*ASSIGNMENT*: Set down all of the records word for word.

*SUPPLIED MATERIAL*:
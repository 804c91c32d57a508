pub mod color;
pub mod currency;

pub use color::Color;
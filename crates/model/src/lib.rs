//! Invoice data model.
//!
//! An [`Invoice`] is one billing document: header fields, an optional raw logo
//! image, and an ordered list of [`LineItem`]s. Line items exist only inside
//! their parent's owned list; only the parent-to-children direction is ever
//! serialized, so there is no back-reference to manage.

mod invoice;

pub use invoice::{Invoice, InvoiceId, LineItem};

*ANSWER FOR THE TASK*:
repository 804c91c32d57a508
pub mod color;
pub mod currency;

pub use color::Color;
filename crates/model/src/lib.rs
//! Invoice data model.
//!
//! An [`Invoice`] is one billing document: header fields, an optional raw logo
//! image, and an ordered list of [`LineItem`]s. Line items exist only inside
//! their parent's owned list; only the parent-to-children direction is ever
//! serialized, so there is no back-reference to manage.

mod invoice;

pub use invoice::{Invoice, InvoiceId, LineItem};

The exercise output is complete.